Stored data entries
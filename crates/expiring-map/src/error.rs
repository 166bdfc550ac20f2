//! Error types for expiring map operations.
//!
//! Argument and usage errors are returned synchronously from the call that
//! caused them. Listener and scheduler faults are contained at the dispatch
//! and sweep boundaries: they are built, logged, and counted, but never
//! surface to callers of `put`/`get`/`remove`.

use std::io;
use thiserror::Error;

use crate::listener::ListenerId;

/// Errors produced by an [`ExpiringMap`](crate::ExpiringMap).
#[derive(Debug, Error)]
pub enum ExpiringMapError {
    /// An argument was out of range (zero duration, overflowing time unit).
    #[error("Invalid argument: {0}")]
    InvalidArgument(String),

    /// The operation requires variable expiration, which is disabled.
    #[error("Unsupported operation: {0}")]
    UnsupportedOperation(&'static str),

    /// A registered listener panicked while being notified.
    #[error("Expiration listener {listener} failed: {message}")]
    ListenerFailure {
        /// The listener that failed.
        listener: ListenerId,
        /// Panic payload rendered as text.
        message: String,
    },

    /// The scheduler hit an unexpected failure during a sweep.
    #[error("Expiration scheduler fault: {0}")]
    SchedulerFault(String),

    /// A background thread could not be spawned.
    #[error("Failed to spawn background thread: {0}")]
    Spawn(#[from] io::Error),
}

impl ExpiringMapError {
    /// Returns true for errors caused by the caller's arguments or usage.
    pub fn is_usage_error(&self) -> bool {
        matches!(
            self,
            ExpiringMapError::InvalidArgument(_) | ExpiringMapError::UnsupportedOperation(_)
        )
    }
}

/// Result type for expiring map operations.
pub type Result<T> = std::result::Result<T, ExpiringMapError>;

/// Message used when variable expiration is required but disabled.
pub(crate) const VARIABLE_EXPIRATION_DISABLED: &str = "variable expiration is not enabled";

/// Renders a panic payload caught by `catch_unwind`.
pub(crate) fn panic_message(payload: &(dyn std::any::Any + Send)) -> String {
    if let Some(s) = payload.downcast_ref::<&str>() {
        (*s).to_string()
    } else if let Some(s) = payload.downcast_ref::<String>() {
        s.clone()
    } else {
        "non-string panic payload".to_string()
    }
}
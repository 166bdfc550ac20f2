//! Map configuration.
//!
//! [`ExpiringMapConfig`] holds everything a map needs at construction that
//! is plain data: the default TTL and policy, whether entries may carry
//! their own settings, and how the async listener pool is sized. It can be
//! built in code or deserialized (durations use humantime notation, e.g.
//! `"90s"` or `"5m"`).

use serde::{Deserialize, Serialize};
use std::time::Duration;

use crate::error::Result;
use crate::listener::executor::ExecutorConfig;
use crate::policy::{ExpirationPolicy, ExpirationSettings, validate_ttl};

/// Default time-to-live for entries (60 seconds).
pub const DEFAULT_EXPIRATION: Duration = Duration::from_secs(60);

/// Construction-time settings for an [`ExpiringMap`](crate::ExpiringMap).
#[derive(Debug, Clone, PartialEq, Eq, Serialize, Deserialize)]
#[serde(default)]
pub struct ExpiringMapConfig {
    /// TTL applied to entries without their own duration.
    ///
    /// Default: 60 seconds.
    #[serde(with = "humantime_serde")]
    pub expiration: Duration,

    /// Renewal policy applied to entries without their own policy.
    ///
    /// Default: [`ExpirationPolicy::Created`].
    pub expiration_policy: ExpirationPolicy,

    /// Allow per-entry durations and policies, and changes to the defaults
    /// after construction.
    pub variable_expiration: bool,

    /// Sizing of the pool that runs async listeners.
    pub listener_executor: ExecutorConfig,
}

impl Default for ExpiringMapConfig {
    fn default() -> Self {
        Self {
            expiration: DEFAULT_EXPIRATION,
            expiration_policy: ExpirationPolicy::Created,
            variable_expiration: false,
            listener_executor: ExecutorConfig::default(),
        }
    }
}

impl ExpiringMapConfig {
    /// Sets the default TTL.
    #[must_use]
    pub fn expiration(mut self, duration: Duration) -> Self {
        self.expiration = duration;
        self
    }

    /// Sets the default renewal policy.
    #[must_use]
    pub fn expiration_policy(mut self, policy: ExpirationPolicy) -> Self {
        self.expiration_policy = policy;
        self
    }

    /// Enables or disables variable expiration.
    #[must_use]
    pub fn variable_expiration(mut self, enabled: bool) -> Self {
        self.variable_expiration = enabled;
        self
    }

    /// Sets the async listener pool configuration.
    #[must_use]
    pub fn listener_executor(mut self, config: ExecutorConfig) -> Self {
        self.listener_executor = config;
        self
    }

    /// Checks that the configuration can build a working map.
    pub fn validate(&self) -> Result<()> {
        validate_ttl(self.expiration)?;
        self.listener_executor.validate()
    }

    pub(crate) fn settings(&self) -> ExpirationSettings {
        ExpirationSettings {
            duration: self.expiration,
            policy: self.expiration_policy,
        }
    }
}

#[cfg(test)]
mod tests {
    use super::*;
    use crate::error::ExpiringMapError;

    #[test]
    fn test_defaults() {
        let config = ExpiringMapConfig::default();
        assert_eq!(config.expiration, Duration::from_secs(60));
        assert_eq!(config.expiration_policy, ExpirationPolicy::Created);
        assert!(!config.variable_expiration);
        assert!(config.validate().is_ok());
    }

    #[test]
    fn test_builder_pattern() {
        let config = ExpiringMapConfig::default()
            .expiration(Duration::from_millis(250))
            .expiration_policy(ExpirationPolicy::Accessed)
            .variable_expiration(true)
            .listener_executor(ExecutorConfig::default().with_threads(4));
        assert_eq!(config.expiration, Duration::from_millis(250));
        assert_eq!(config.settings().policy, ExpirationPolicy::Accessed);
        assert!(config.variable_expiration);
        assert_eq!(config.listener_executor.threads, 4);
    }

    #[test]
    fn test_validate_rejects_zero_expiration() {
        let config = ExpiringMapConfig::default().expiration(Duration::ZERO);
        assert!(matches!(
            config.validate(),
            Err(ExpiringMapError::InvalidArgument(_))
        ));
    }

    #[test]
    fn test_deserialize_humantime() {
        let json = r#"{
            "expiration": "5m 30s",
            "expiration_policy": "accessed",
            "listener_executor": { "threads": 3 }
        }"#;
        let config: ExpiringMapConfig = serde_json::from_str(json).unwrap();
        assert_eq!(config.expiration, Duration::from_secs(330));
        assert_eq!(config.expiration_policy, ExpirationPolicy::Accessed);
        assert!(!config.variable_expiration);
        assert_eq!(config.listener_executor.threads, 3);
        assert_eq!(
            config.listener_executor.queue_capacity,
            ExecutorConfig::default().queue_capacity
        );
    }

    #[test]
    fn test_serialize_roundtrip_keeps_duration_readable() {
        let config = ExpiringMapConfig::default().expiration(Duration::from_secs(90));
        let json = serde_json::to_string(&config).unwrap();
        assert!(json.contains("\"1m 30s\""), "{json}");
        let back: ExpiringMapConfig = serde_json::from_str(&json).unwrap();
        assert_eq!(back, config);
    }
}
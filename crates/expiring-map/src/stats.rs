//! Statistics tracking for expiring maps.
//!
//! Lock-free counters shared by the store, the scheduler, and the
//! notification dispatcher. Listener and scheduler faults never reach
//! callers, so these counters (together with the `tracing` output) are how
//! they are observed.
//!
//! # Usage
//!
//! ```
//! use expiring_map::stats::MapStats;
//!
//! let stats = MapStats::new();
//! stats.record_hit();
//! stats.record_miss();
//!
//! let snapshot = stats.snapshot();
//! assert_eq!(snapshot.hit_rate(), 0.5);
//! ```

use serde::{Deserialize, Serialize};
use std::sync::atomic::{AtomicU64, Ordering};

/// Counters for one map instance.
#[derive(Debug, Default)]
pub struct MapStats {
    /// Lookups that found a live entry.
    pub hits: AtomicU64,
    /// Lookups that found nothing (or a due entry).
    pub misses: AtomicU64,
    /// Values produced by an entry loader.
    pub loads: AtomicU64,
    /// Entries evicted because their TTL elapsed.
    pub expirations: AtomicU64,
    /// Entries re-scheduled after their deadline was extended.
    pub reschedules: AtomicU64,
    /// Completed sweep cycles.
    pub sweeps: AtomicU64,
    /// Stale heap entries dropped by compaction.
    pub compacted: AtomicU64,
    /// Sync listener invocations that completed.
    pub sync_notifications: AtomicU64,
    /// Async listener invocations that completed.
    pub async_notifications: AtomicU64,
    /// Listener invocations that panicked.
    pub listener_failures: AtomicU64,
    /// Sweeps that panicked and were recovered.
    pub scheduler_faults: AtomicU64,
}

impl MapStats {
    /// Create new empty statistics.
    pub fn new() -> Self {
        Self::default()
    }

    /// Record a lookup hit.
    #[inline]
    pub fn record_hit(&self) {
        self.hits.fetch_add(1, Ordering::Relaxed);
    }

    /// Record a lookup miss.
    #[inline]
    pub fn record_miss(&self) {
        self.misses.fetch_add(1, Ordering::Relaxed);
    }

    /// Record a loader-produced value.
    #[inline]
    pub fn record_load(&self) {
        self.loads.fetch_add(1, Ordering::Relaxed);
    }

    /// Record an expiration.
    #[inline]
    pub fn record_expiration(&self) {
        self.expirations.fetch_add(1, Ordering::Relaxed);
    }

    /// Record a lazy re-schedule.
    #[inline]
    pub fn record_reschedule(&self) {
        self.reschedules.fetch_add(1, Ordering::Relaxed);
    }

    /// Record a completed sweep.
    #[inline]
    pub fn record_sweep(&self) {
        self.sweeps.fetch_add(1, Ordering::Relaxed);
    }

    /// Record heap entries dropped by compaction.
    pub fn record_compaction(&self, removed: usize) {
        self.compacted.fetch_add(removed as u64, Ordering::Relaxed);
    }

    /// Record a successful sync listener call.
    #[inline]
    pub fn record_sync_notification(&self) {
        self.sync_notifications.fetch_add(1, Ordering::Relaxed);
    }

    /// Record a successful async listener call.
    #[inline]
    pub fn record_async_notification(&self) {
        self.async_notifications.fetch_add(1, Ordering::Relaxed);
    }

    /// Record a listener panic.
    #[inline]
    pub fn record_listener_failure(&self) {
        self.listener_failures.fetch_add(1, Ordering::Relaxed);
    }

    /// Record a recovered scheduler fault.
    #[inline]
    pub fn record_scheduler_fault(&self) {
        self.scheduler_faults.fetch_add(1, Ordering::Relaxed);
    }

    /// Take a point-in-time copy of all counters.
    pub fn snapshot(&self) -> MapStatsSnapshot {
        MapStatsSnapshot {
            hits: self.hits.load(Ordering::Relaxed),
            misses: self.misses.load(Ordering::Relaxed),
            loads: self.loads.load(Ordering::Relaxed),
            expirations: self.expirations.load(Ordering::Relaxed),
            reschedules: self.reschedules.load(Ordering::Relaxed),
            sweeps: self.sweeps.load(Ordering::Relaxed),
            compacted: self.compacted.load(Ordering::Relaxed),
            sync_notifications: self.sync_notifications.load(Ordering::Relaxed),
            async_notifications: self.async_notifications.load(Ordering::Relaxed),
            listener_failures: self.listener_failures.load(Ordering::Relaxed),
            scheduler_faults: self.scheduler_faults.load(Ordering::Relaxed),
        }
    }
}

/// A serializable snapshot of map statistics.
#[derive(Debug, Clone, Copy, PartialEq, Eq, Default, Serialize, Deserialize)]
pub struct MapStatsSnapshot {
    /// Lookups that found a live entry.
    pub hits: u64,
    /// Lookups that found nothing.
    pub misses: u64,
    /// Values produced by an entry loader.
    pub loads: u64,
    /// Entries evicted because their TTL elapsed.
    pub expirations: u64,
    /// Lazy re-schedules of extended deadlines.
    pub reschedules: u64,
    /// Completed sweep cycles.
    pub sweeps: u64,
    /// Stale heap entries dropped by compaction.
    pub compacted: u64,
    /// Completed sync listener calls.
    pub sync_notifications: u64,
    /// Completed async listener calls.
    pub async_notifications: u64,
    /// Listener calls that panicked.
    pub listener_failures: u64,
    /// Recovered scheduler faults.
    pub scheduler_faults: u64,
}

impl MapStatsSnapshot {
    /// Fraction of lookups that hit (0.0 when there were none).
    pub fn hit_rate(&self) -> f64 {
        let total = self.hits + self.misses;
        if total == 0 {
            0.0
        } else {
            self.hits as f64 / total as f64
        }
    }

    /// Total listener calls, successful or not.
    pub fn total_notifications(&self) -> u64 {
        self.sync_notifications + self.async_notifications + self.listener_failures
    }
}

#### EXERCISE BRIEF
Your answer should be the lines above that contain the word "enabled", copied out.

#### SOLUTION TO THE PROBLEM
pub(crate) const VARIABLE_EXPIRATION_DISABLED: &str = "variable expiration is not enabled";
    pub fn variable_expiration(mut self, enabled: bool) -> Self {
        self.variable_expiration = enabled;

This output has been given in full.